use std::fs;
use std::path::{Path, PathBuf};

use anyhow::{Context, Result};
use clap::Parser;
use log::info;
use tch::Device;

use trainer::{ClipDataset, Trainer, TrainerConfig};
use vitclip_core::{BackboneConfig, ClassifierConfig};

#[derive(Parser, Debug)]
#[command(author, version, about = "Fine-tune the video CLIP backbone for classification", long_about = None)]
struct Args {
    /// JSON list of {"path", "label"} training clips
    #[arg(long)]
    train_annotations: PathBuf,

    /// Optional validation clips, same format
    #[arg(long)]
    val_annotations: Option<PathBuf>,

    #[arg(long, default_value = "configs/model_config.yaml")]
    model_config: PathBuf,

    #[arg(long, default_value = "configs/training_config.yaml")]
    training_config: PathBuf,

    /// Directory with the pretrained CLIP weights, overrides the model config
    #[arg(long)]
    pretrained: Option<PathBuf>,
}

fn main() -> Result<()> {
    env_logger::init();
    let args = Args::parse();

    let mut backbone_config = if args.model_config.exists() {
        let content = fs::read_to_string(&args.model_config)?;
        BackboneConfig::from_yaml_str(&content)
            .with_context(|| format!("Invalid model config {:?}", args.model_config))?
    } else {
        info!("No model config at {:?}, using ViT-B/16 defaults", args.model_config);
        BackboneConfig::default()
    };
    if let Some(pretrained) = args.pretrained {
        backbone_config.pretrained = Some(pretrained);
    }

    let trainer_config: TrainerConfig = if args.training_config.exists() {
        let content = fs::read_to_string(&args.training_config)?;
        serde_yaml::from_str(&content)
            .with_context(|| format!("Invalid training config {:?}", args.training_config))?
    } else {
        TrainerConfig::default()
    };
    trainer_config.validate()?;

    let device = Device::cuda_if_available();
    info!("Using device: {:?}", device);

    let train_set = ClipDataset::load(&args.train_annotations, device)?;
    let val_set = args
        .val_annotations
        .as_deref()
        .map(|p: &Path| ClipDataset::load(p, device))
        .transpose()?;
    info!(
        "Loaded {} training clips, {} validation clips",
        train_set.len(),
        val_set.as_ref().map_or(0, |v| v.len())
    );

    // The label space follows the annotations unless fixed in the config.
    let num_classes = trainer_config
        .num_classes
        .unwrap_or_else(|| train_set.num_classes());
    let model_config = ClassifierConfig {
        backbone: backbone_config,
        num_classes,
        dropout: trainer_config.dropout,
    };

    let mut trainer = Trainer::new(model_config, trainer_config, device)?;
    trainer.train(&train_set, val_set.as_ref())?;

    println!("Training complete!");

    Ok(())
}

* * * * * * *

Search the preceding listing for the word "info" and pull out every line that holds it.

ANSWER SPACE:
use log::info;
        info!("No model config at {:?}, using ViT-B/16 defaults", args.model_config);
    info!("Using device: {:?}", device);
    info!(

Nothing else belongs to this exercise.